An investigation of this methodology using more data (at least 3 years) would allow the use of LSTM or GRU recurrent neural networks as both an optimistic classifier and an estimator. A test that could be done would be that instead of having separate models for estimation and classification, we could have a single recurrent neural network that would integrate both, using padding on the time series when the characteristics of certain DBAs were not observable. We could also get more information from the classifiers we trained about which features have the most influence on each demand profile, using feature importance or methods such as SHapley Additive exPlanations (SHAP).

With this information, hotel managers could better understand what defines each demand profile and could actively influence market demand to bring dates of stay into a higher demand profile. Another extension of the methodology we developed would be to include or better handle market segmentation data in the demand profiles. However, these would be two completely different situations, where the first case could be a stay date with a lower demand profile than the second case, although similar in the way we look at it.

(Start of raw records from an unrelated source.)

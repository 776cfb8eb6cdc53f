//! Dynamic runner - executes images on the cycle-accurate simulator.

use std::path::{Path, PathBuf};
use std::process::Command;
use std::time::{Duration, Instant};

use tmsbench_scrape::{SimSummary, find_summary};
use tracing::{debug, warn};

use crate::process::{TimedOutput, run_with_timeout};

/// Default instruction budget; enough for every suite program.
pub const DEFAULT_MAX_STEPS: u64 = 5_000_000;
/// Wall-clock limit for one simulator invocation.
pub const DEFAULT_TIMEOUT: Duration = Duration::from_secs(60);
/// Default workspace pointer (register file base, also the initial stack).
pub const DEFAULT_WORKSPACE: u16 = 0xF000;

/// Trailing output lines kept on a failed run.
const ERROR_TAIL_LINES: usize = 20;

/// Simulator invocation parameters.
#[derive(Debug, Clone)]
pub struct SimConfig {
    pub simulator: PathBuf,
    pub load_addr: u16,
    pub entry_addr: u16,
    pub workspace: u16,
    pub max_steps: u64,
    pub timeout: Duration,
}

impl SimConfig {
    pub fn new(simulator: impl Into<PathBuf>) -> Self {
        Self {
            simulator: simulator.into(),
            load_addr: 0x0000,
            entry_addr: 0x0000,
            workspace: DEFAULT_WORKSPACE,
            max_steps: DEFAULT_MAX_STEPS,
            timeout: DEFAULT_TIMEOUT,
        }
    }

    #[must_use]
    pub const fn with_max_steps(mut self, steps: u64) -> Self {
        self.max_steps = steps;
        self
    }

    #[must_use]
    pub const fn with_timeout(mut self, timeout: Duration) -> Self {
        self.timeout = timeout;
        self
    }

    /// Load and start at `addr`.
    #[must_use]
    pub const fn with_origin(mut self, addr: u16) -> Self {
        self.load_addr = addr;
        self.entry_addr = addr;
        self
    }

    /// `tms9900-trace -l <load> -e <entry> -w <wp> -n <steps> -S <image>`.
    #[must_use]
    pub fn command(&self, image: &Path) -> Command {
        let mut cmd = Command::new(&self.simulator);
        cmd.arg("-l")
            .arg(format!("0x{:04X}", self.load_addr))
            .arg("-e")
            .arg(format!("0x{:04X}", self.entry_addr))
            .arg("-w")
            .arg(format!("0x{:04X}", self.workspace))
            .arg("-n")
            .arg(self.max_steps.to_string())
            .arg("-S")
            .arg(image);
        cmd
    }
}

/// Why a run ended.
#[derive(Debug, Clone, PartialEq, Eq)]
pub enum Halt {
    /// CPU reached `IDLE`.
    Idle,
    /// Explicit stop condition.
    Stop,
    /// Step budget exhausted inside the simulator.
    StepLimit,
    /// Harness wall-clock limit hit; the simulator was killed.
    Timeout,
    /// Simulator exited non-zero or could not be started.
    Error,
    /// No summary line in the output.
    Unknown,
    /// Any other tag the simulator reported.
    Other(String),
}

impl Halt {
    /// Parse a simulator halt tag (case-insensitive).
    #[must_use]
    pub fn parse(tag: &str) -> Self {
        match tag.to_ascii_lowercase().as_str() {
            "idle" => Self::Idle,
            "stop" => Self::Stop,
            "step_limit" => Self::StepLimit,
            "timeout" => Self::Timeout,
            "error" => Self::Error,
            "unknown" => Self::Unknown,
            _ => Self::Other(tag.to_string()),
        }
    }

    #[must_use]
    pub fn as_str(&self) -> &str {
        match self {
            Self::Idle => "idle",
            Self::Stop => "stop",
            Self::StepLimit => "step_limit",
            Self::Timeout => "timeout",
            Self::Error => "error",
            Self::Unknown => "unknown",
            Self::Other(tag) => tag,
        }
    }
}

impl std::fmt::Display for Halt {
    fn fmt(&self, f: &mut std::fmt::Formatter<'_>) -> std::fmt::Result {
        f.write_str(self.as_str())
    }
}

impl serde::Serialize for Halt {
    fn serialize<S: serde::Serializer>(&self, serializer: S) -> Result<S::Ok, S::Error> {
        serializer.serialize_str(self.as_str())
    }
}

/// Outcome of one simulator invocation.
#[derive(Debug, Clone, PartialEq, Eq)]
pub struct RunResult {
    pub halt: Halt,
    pub steps: u64,
    pub cycles: u64,
    pub error: Option<String>,
}

impl RunResult {
    /// Killed at the wall-clock limit: the whole budget is charged.
    #[must_use]
    pub const fn timeout(budget: u64) -> Self {
        Self {
            halt: Halt::Timeout,
            steps: budget,
            cycles: 0,
            error: None,
        }
    }

    #[must_use]
    pub fn error(message: impl Into<String>) -> Self {
        Self {
            halt: Halt::Error,
            steps: 0,
            cycles: 0,
            error: Some(message.into()),
        }
    }

    #[must_use]
    pub const fn unknown() -> Self {
        Self {
            halt: Halt::Unknown,
            steps: 0,
            cycles: 0,
            error: None,
        }
    }

    #[must_use]
    pub fn from_summary(summary: SimSummary) -> Self {
        Self {
            halt: Halt::parse(&summary.halt),
            steps: summary.steps,
            cycles: summary.clk,
            error: summary.error,
        }
    }
}

fn tail(text: &str, lines: usize) -> String {
    let all: Vec<&str> = text.lines().collect();
    all[all.len().saturating_sub(lines)..].join("\n")
}

/// Interpret the simulator's exit status and output.
#[must_use]
pub fn interpret(output: TimedOutput, budget: u64) -> RunResult {
    match output {
        TimedOutput::TimedOut { .. } => RunResult::timeout(budget),
        TimedOutput::Finished {
            status,
            stdout,
            stderr,
        } => {
            let mut combined = stdout;
            if !stderr.is_empty() {
                if !combined.is_empty() && !combined.ends_with('\n') {
                    combined.push('\n');
                }
                combined.push_str(&stderr);
            }
            if !status.success() {
                return RunResult::error(format!(
                    "simulator {status}\n{}",
                    tail(&combined, ERROR_TAIL_LINES)
                ));
            }
            find_summary(&combined).map_or_else(RunResult::unknown, RunResult::from_summary)
        }
    }
}

/// Run an image on the simulator.
///
/// Never fails: timeouts, crashes, unparseable output and a missing
/// simulator are all folded into the returned [`RunResult`].
pub fn run_image(config: &SimConfig, image: &Path) -> RunResult {
    let mut cmd = config.command(image);
    debug!(image = %image.display(), steps = config.max_steps, "simulating");

    let start = Instant::now();
    let output = run_with_timeout(&mut cmd, config.timeout);
    crate::metrics::record_simulation(start.elapsed());

    let result = match output {
        Ok(output) => interpret(output, config.max_steps),
        Err(e) => RunResult::error(format!(
            "failed to run {}: {e}",
            config.simulator.display()
        )),
    };
    match result.halt {
        Halt::Timeout => warn!(image = %image.display(), "simulator timed out after {:?}", config.timeout),
        Halt::Error => warn!(image = %image.display(), "simulator failed"),
        _ => debug!(halt = %result.halt, steps = result.steps, cycles = result.cycles, "simulated"),
    }
    result
}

Keogh, EJ, Pazzani, MJ: An improved time series representation enabling fast and accurate classification, clustering and relevance feedback. Keogh, E.J., Pazzani, M.J.: A simple dimensionality reduction technique for fast similarity searching in large time series databases. Wang,

Bagnall, A., Lines, J., Bostrom, A., Large, J., Keogh, E.: The amazing time series classification bake off: a review and experimental evaluation of recent algorithmic advances. Hewamalage, H., Bergmeir, C., Bandara, K.: Recurrent neural networks for time series forecasting: current status and future directions. Möller-Levet, C.S., Klawonn, F., Cho, K.-H., Wolkenhauer, O.: Fuzzy Clustering of Short Time- Series and Unevenly Distributed Sampling Points BT - Advances in Intelligent Data Analysis V.